» **Provided records**:

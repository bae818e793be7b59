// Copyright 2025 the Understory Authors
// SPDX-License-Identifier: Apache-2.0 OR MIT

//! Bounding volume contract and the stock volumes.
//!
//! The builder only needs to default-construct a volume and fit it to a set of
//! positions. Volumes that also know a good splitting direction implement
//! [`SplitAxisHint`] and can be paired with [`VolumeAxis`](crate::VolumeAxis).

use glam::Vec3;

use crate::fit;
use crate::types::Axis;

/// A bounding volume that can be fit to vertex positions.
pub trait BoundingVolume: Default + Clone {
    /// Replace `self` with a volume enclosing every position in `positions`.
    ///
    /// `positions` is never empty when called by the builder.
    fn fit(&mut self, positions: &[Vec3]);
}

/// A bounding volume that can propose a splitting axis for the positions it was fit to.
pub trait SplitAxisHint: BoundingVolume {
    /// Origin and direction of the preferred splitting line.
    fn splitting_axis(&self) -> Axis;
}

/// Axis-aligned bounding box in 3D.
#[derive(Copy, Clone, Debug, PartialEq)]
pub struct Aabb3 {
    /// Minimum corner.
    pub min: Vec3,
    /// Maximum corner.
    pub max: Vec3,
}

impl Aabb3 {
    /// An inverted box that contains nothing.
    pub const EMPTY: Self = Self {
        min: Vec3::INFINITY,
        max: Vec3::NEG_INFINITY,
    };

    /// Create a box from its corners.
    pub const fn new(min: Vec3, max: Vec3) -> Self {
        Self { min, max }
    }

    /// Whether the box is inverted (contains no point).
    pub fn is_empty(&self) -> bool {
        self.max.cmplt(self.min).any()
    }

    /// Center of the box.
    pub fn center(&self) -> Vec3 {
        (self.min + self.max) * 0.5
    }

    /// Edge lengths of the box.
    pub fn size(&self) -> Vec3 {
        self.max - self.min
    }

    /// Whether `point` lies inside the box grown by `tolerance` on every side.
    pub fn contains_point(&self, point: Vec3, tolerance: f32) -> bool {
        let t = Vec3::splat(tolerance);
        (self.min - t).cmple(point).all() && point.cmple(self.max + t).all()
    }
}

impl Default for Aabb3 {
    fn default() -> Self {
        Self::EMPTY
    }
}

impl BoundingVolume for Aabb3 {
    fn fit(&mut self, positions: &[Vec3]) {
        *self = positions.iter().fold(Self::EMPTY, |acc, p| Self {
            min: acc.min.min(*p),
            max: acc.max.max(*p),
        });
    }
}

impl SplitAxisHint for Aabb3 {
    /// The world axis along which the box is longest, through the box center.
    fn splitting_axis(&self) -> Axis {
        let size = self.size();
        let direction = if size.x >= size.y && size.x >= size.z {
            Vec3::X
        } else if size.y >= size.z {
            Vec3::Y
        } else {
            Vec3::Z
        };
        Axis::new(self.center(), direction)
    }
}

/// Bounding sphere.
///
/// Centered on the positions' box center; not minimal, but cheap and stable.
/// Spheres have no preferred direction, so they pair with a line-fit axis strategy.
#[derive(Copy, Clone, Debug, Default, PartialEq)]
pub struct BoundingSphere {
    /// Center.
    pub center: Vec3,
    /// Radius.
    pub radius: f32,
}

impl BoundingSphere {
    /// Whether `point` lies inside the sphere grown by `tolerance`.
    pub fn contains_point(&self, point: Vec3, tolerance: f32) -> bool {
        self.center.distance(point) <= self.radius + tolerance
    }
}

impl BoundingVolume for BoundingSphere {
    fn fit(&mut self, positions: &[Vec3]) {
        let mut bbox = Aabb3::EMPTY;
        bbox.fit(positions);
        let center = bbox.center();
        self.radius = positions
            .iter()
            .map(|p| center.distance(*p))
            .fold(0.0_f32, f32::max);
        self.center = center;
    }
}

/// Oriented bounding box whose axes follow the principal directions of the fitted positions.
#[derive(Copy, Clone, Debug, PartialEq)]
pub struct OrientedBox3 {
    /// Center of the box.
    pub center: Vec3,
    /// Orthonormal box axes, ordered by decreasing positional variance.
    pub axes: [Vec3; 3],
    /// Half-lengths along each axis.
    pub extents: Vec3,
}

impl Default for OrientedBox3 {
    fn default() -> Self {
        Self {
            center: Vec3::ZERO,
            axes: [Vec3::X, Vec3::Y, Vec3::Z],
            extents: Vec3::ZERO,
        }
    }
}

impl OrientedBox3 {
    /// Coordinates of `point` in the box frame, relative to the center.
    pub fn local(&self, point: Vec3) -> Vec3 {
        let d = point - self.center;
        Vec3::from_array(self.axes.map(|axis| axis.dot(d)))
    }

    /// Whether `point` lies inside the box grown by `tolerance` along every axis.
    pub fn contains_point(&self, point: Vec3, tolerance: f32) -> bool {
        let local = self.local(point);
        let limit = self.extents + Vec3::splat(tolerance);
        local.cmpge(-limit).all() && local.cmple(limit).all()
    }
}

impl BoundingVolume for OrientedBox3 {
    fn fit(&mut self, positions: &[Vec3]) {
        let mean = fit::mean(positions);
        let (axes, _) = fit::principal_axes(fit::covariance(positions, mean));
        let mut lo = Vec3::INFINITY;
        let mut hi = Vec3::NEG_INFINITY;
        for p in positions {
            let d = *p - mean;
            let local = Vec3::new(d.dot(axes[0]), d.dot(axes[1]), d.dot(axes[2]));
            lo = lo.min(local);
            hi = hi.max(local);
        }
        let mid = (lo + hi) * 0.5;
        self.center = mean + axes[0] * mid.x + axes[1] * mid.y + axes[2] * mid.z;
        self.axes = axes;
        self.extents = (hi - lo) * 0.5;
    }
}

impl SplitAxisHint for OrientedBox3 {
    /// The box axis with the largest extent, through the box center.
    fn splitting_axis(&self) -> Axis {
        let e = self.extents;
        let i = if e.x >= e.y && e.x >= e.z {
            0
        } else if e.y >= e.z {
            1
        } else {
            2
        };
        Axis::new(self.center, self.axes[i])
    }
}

» **Assigned task**:
Apply a filter to the listing above so that only lines with "local" are kept, and copy those lines.

» **Finished task**:
    pub fn local(&self, point: Vec3) -> Vec3 {
        let local = self.local(point);
        local.cmpge(-limit).all() && local.cmple(limit).all()
            let local = Vec3::new(d.dot(axes[0]), d.dot(axes[1]), d.dot(axes[2]));
            lo = lo.min(local);
            hi = hi.max(local);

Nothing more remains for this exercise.